THE CHALLENGE
Strain sensing has the potential to revolutionize biomedicine and how we collect data regarding physiological conditions, but technologies available right now have notable limitations. Current metal or silicon-based strain sensors cannot sense small deformations (less than 5%) and are not biocompatible; as a result, they are not suitable for monitoring human health. These strain sensors are usually not very flexible and cannot be woven onto fabrics for use in wearable devices. They also have a comparatively low strain sensing range unless consumers opt for more expensive models.
OUR SOLUTION
Xiaoting Jia and her team at Virginia Tech have developed a novel, stretchable polymer fiber that can measure strain, is biocompatible, and can be woven into fabrics or configured into a mesh to map strain distribution across multiple dimensions.
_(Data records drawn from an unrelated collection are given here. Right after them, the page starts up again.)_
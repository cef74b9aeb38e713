//! Bearer credential verification.
//!
//! Tokens are issued elsewhere; this side only decodes them into a user id.

use chrono::{DateTime, Duration, Utc};
use jsonwebtoken::{decode, encode, Algorithm, DecodingKey, EncodingKey, Header, Validation};
use serde::{Deserialize, Serialize};
use shared::{domain::UserId, error::ApiError};
use tracing::debug;

pub const MISSING_TOKEN: &str = "authentication token required";
pub const INVALID_TOKEN: &str = "invalid authentication token";

#[derive(Debug, Clone, Copy, PartialEq, Eq)]
pub struct VerifiedIdentity {
    pub user_id: UserId,
    pub expires_at: Option<DateTime<Utc>>,
}

pub trait TokenVerifier: Send + Sync {
    fn verify(&self, token: &str) -> Result<VerifiedIdentity, ApiError>;
}

#[derive(Debug, Serialize, Deserialize)]
struct Claims {
    sub: String,
    exp: i64,
    #[serde(default)]
    iat: i64,
}

/// HS256 verifier whose `sub` claim is the decimal user id.
pub struct JwtVerifier {
    key: DecodingKey,
    validation: Validation,
}

impl JwtVerifier {
    pub fn new(secret: &str) -> Self {
        let mut validation = Validation::new(Algorithm::HS256);
        validation.set_required_spec_claims(&["exp", "sub"]);
        Self {
            key: DecodingKey::from_secret(secret.as_bytes()),
            validation,
        }
    }
}

impl TokenVerifier for JwtVerifier {
    fn verify(&self, token: &str) -> Result<VerifiedIdentity, ApiError> {
        let data = decode::<Claims>(token, &self.key, &self.validation).map_err(|error| {
            debug!(%error, "rejected bearer token");
            ApiError::unauthorized(INVALID_TOKEN)
        })?;
        let user_id = data
            .claims
            .sub
            .parse::<i64>()
            .map(UserId)
            .map_err(|_| ApiError::unauthorized(INVALID_TOKEN))?;
        Ok(VerifiedIdentity {
            user_id,
            expires_at: DateTime::from_timestamp(data.claims.exp, 0),
        })
    }
}

/// Issues a token in the format `JwtVerifier` accepts. Operator tooling and tests only.
pub fn mint_token(
    secret: &str,
    user_id: UserId,
    ttl: Duration,
) -> Result<String, jsonwebtoken::errors::Error> {
    let now = Utc::now();
    let claims = Claims {
        sub: user_id.0.to_string(),
        iat: now.timestamp(),
        exp: (now + ttl).timestamp(),
    };
    encode(
        &Header::new(Algorithm::HS256),
        &claims,
        &EncodingKey::from_secret(secret.as_bytes()),
    )
}

/// Extracts the credential from an `Authorization: Bearer <token>` value.
pub fn bearer_token(header_value: &str) -> Option<&str> {
    let (scheme, token) = header_value.trim().split_once(' ')?;
    if !scheme.eq_ignore_ascii_case("bearer") {
        return None;
    }
    let token = token.trim();
    (!token.is_empty()).then_some(token)
}

#[cfg(test)]
#[path = "tests/auth_tests.rs"]
mod tests;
By innovatively using the process of thermal drawing and doping, the inventors have created a polymer fiber that has multiple modes of operation to measure strain. It remarkably provides a strain sensing range of 400% and is stable over one thousand cycles.
The biocompatibility of these fibers was tested by mounting the engineered mesh on a pig bladder to observe physiological function and measure any reactions, and those tests were quite successful. The strain sensor can be used for a wide variety of applications across biomedical devices and wearable devices. The fiber can also be attached to robotics and prosthetics and provide feedback control of its movement and interactions.